── Dataset records ──
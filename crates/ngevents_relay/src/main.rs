use lib_ngevents_relay::init;

#[tokio::main(flavor = "current_thread")]
async fn main() -> Result<(), Box<dyn std::error::Error>> {
    let local = tokio::task::LocalSet::new();
    local.run_until(init()).await
}
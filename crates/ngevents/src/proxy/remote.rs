/// Peer side of a proxied service
use super::message::{Ack, Method, ProxyMessage};
use super::ProxyInner;
use crate::error::{EmitterError, ProxyError};
use crate::events::Emission;
use crate::listener::{Listener, ListenerId, ListenerInfo, Outcome};
use crate::system::Emitter;
use serde_json::Value;
use std::cell::{Cell, RefCell};
use std::collections::HashMap;
use std::fmt;
use std::rc::{Rc, Weak};
use tracing::{debug, trace};

type AckCallback = Box<dyn FnOnce(Outcome)>;

/// What the peer was asked to forward for one event.
#[derive(Debug, Clone, Copy, PartialEq, Eq)]
enum Subscription {
    Listening,
    ListeningWithAck,
}

struct RemoteInner {
    id: String,
    proxy: Weak<ProxyInner>,
    emitter: Emitter,
    events: RefCell<HashMap<String, Subscription>>,
    /// `emit_with_ack` callbacks waiting for `ackEmit`, by ack id
    pending: RefCell<HashMap<u64, AckCallback>>,
    destroyed: Cell<bool>,
}

/// Local stand-in for a service living on the peer.
///
/// Listeners are registered on a synthetic emitter that replays the events
/// the peer forwards. The first listener of an event subscribes remotely,
/// the last one removed unsubscribes.
#[derive(Clone)]
pub struct RemoteService {
    inner: Rc<RemoteInner>,
}

impl RemoteService {
    pub(crate) fn new(proxy: Weak<ProxyInner>, id: &str, emitter: Emitter) -> Self {
        Self {
            inner: Rc::new(RemoteInner {
                id: id.to_string(),
                proxy,
                emitter,
                events: RefCell::new(HashMap::new()),
                pending: RefCell::new(HashMap::new()),
                destroyed: Cell::new(false),
            }),
        }
    }

    pub fn id(&self) -> &str {
        &self.inner.id
    }

    /// The synthetic emitter replaying the peer's events.
    pub fn emitter(&self) -> &Emitter {
        &self.inner.emitter
    }

    pub fn is_destroyed(&self) -> bool {
        self.inner.destroyed.get()
    }

    /// True when the peer was asked to forward `event`.
    pub fn is_subscribed(&self, event: &str) -> bool {
        self.inner.events.borrow().contains_key(event)
    }

    pub fn listener_count(&self, event: &str) -> usize {
        self.inner.emitter.listener_count(event)
    }

    fn check_alive(&self) -> Result<Rc<ProxyInner>, ProxyError> {
        if self.is_destroyed() {
            return Err(ProxyError::ServiceDestroyed(self.inner.id.clone()));
        }
        self.inner
            .proxy
            .upgrade()
            .ok_or_else(|| ProxyError::ServiceDestroyed(self.inner.id.clone()))
    }

    /// Registers a listener and subscribes remotely when needed.
    ///
    /// An async listener asks the peer for acknowledged forwarding, so that
    /// the peer's emission completes only once this side is done.
    pub fn on(&self, event: &str, listener: Listener) -> Result<ListenerId, ProxyError> {
        let proxy = self.check_alive()?;
        let with_ack = listener.is_async();
        let id = self.inner.emitter.on(event, listener)?;

        let current = self.inner.events.borrow().get(event).copied();
        let wanted = match (current, with_ack) {
            (None, false) => Subscription::Listening,
            (None, true) | (Some(Subscription::Listening), true) => Subscription::ListeningWithAck,
            _ => return Ok(id),
        };
        self.inner.events.borrow_mut().insert(event.to_string(), wanted);

        let mut message = ProxyMessage::new(self.inner.id.clone(), Method::Listen, event);
        if wanted == Subscription::ListeningWithAck {
            message = message.with_ack(Ack::Requested(true));
        }
        debug!(service = %self.inner.id, event, ack = with_ack, "subscribing");
        proxy.send(message)?;
        Ok(id)
    }

    /// Registers a listener removed after its first run.
    pub fn once(&self, event: &str, listener: Listener) -> Result<ListenerId, ProxyError> {
        self.on(event, listener.once())
    }

    /// Removes matching listeners; unsubscribes remotely when none remain.
    pub fn off(&self, event: &str, id: impl Into<ListenerId>) -> Result<Vec<ListenerInfo>, ProxyError> {
        let proxy = self.check_alive()?;
        let removed = self.inner.emitter.off(event, id)?;
        self.unsubscribe_if_idle(&proxy, event)?;
        Ok(removed)
    }

    fn unsubscribe_if_idle(&self, proxy: &ProxyInner, event: &str) -> Result<(), ProxyError> {
        if self.inner.emitter.listener_count(event) > 0 {
            return Ok(());
        }
        if self.inner.events.borrow_mut().remove(event).is_none() {
            return Ok(());
        }
        debug!(service = %self.inner.id, event, "unsubscribing");
        proxy.send(ProxyMessage::new(self.inner.id.clone(), Method::Ignore, event))
    }

    /// Emits on the peer's service.
    pub fn emit(&self, event: &str, args: Vec<Value>) -> Result<(), ProxyError> {
        let proxy = self.check_alive()?;
        if event.is_empty() {
            return Err(EmitterError::InvalidEventName(String::new()).into());
        }
        proxy.send(ProxyMessage::new(self.inner.id.clone(), Method::Emit, event).with_args(args))
    }

    /// Emits on the peer's service and calls `callback` with the outcome of
    /// the remote emission once the peer acknowledges it.
    ///
    /// The callback is discarded if the service is destroyed first.
    pub fn emit_with_ack<F>(&self, event: &str, args: Vec<Value>, callback: F) -> Result<(), ProxyError>
    where
        F: FnOnce(Outcome) + 'static,
    {
        let proxy = self.check_alive()?;
        if event.is_empty() {
            return Err(EmitterError::InvalidEventName(String::new()).into());
        }
        let ack_id = proxy.next_ack_id();
        self.inner.pending.borrow_mut().insert(ack_id, Box::new(callback));
        let message = ProxyMessage::new(self.inner.id.clone(), Method::Emit, event)
            .with_args(args)
            .with_ack(Ack::Id(ack_id));
        if let Err(error) = proxy.send(message) {
            self.inner.pending.borrow_mut().remove(&ack_id);
            return Err(error);
        }
        Ok(())
    }

    /// Drops every listener and pending acknowledgement.
    ///
    /// Idempotent.
    pub fn destroy(&self) {
        if self.inner.destroyed.replace(true) {
            return;
        }
        if let Err(error) = self.inner.emitter.remove_all_listeners(None) {
            trace!(service = %self.inner.id, %error, "listener removal failed");
        }
        self.inner.events.borrow_mut().clear();
        self.inner.pending.borrow_mut().clear();
        debug!(service = %self.inner.id, "remote service destroyed");
    }

    /// Handles `event`: replays the forwarded event on the synthetic emitter.
    ///
    /// When the peer waits for an acknowledgement, `ackEvent` is sent once
    /// every local listener is done.
    pub(crate) fn receive_event(&self, message: &ProxyMessage) {
        let Ok(proxy) = self.check_alive() else {
            return;
        };
        if !self.inner.events.borrow().contains_key(&message.event) {
            debug!(service = %self.inner.id, event = %message.event, "event not subscribed, dropped");
            return;
        }
        trace!(service = %self.inner.id, event = %message.event, "event received");

        let mut emission = Emission::new(message.event.clone()).args(message.args());
        if let Some(ack_id) = message.ack_id() {
            let link = self.inner.proxy.clone();
            let service = self.inner.id.clone();
            emission = emission.on_complete(move |_, event| {
                if let Some(proxy) = link.upgrade() {
                    proxy.send_or_log(
                        ProxyMessage::new(service, Method::AckEvent, event.name()).with_ack(Ack::Id(ack_id)),
                    );
                }
            });
        }
        if let Err(error) = self.inner.emitter.dispatch(emission) {
            debug!(service = %self.inner.id, event = %message.event, %error, "forwarded event failed");
        }

        if let Err(error) = self.unsubscribe_if_idle(&proxy, &message.event) {
            debug!(service = %self.inner.id, %error, "unsubscribe failed");
        }
    }

    /// Handles `ackEmit`: resolves the matching `emit_with_ack` callback.
    pub(crate) fn receive_ack_emit(&self, message: &ProxyMessage) {
        if self.is_destroyed() {
            return;
        }
        let Some(ack_id) = message.ack_id() else {
            return;
        };
        let callback = self.inner.pending.borrow_mut().remove(&ack_id);
        let Some(callback) = callback else {
            debug!(service = %self.inner.id, ack_id, "unknown ackEmit");
            return;
        };
        let outcome = match message.interruption.clone() {
            Some(value) => Outcome::Interrupt(value),
            None => Outcome::Continue,
        };
        callback(outcome);
    }
}

impl fmt::Debug for RemoteService {
    fn fmt(&self, f: &mut fmt::Formatter<'_>) -> fmt::Result {
        f.debug_struct("RemoteService")
            .field("id", &self.inner.id)
            .field("events", &self.inner.events.borrow())
            .field("pending_acks", &self.inner.pending.borrow().len())
            .field("destroyed", &self.inner.destroyed.get())
            .finish()
    }
}
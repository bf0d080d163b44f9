/// Wire envelope exchanged between proxies
use serde::{Deserialize, Deserializer, Serialize};
use serde_json::Value;
use tracing::debug;

/// Type tag carried by every proxy message.
pub const MESSAGE_TYPE: &str = "NextGenEvents/message";

/// What the receiving side should do with a message.
#[derive(Debug, Clone, Copy, PartialEq, Eq, Hash, Serialize, Deserialize)]
#[serde(rename_all = "camelCase")]
pub enum Method {
    /// A local service forwards one of its events (to a remote service)
    Event,
    /// A local service acknowledges a remote emit, with its interruption
    AckEmit,
    /// A remote service emits on the peer's local service
    Emit,
    /// A remote service subscribes to an event of the peer's local service
    Listen,
    /// A remote service drops its subscription
    Ignore,
    /// A remote service acknowledges a forwarded event
    AckEvent,
}

/// The `ack` field: a correlation id, or a plain request flag on `listen`.
#[derive(Debug, Clone, PartialEq, Eq, Serialize, Deserialize)]
#[serde(untagged)]
pub enum Ack {
    Id(u64),
    Requested(bool),
}

impl Ack {
    pub fn id(&self) -> Option<u64> {
        match self {
            Ack::Id(id) => Some(*id),
            Ack::Requested(_) => None,
        }
    }

    pub fn is_requested(&self) -> bool {
        match self {
            Ack::Id(_) => true,
            Ack::Requested(requested) => *requested,
        }
    }
}

/// One proxy message.
///
/// ```rust
/// use ngevents::proxy::{Method, ProxyMessage};
/// use serde_json::json;
///
/// let message = ProxyMessage::new("clock", Method::Event, "tick").with_args(vec![json!(1)]);
/// let text = message.encode().unwrap();
/// assert!(text.contains("\"type\":\"NextGenEvents/message\""));
/// assert_eq!(ProxyMessage::decode(&text), Some(message));
/// ```
#[derive(Debug, Clone, PartialEq, Serialize, Deserialize)]
pub struct ProxyMessage {
    #[serde(rename = "type")]
    pub kind: String,
    pub service: String,
    pub method: Method,
    pub event: String,
    #[serde(default, skip_serializing_if = "Option::is_none")]
    pub args: Option<Vec<Value>>,
    #[serde(default, skip_serializing_if = "Option::is_none")]
    pub ack: Option<Ack>,
    /// Present on `ackEmit` when the emission was interrupted, even with `null`
    #[serde(default, deserialize_with = "present", skip_serializing_if = "Option::is_none")]
    pub interruption: Option<Value>,
}

/// Keeps an explicit `null` as `Some(Value::Null)`; absence stays `None`.
fn present<'de, D>(deserializer: D) -> Result<Option<Value>, D::Error>
where
    D: Deserializer<'de>,
{
    Value::deserialize(deserializer).map(Some)
}

impl ProxyMessage {
    pub fn new(service: impl Into<String>, method: Method, event: impl Into<String>) -> Self {
        Self {
            kind: MESSAGE_TYPE.to_string(),
            service: service.into(),
            method,
            event: event.into(),
            args: None,
            ack: None,
            interruption: None,
        }
    }

    pub fn with_args(mut self, args: Vec<Value>) -> Self {
        self.args = Some(args);
        self
    }

    pub fn with_ack(mut self, ack: Ack) -> Self {
        self.ack = Some(ack);
        self
    }

    pub fn with_interruption(mut self, interruption: Option<Value>) -> Self {
        self.interruption = interruption;
        self
    }

    /// Arguments, empty when absent.
    pub fn args(&self) -> Vec<Value> {
        self.args.clone().unwrap_or_default()
    }

    pub fn ack_id(&self) -> Option<u64> {
        self.ack.as_ref().and_then(Ack::id)
    }

    pub fn ack_requested(&self) -> bool {
        self.ack.as_ref().is_some_and(Ack::is_requested)
    }

    /// True when the required fields carry usable values.
    pub fn is_valid(&self) -> bool {
        self.kind == MESSAGE_TYPE && !self.service.is_empty() && !self.event.is_empty()
    }

    pub fn encode(&self) -> Result<String, serde_json::Error> {
        serde_json::to_string(self)
    }

    /// Parses and validates raw text; anything unusable yields `None`.
    pub fn decode(raw: &str) -> Option<Self> {
        match serde_json::from_str::<ProxyMessage>(raw) {
            Ok(message) if message.is_valid() => Some(message),
            Ok(message) => {
                debug!(service = %message.service, event = %message.event, "dropping invalid proxy message");
                None
            }
            Err(error) => {
                debug!(%error, "dropping malformed proxy message");
                None
            }
        }
    }
}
───
◆ **Problem**
Find each line in the material above that carries the string "removed", and copy it.

◆ **Answer box**
/// the last one removed unsubscribes.
    /// Registers a listener removed after its first run.
        let removed = self.inner.emitter.off(event, id)?;
        Ok(removed)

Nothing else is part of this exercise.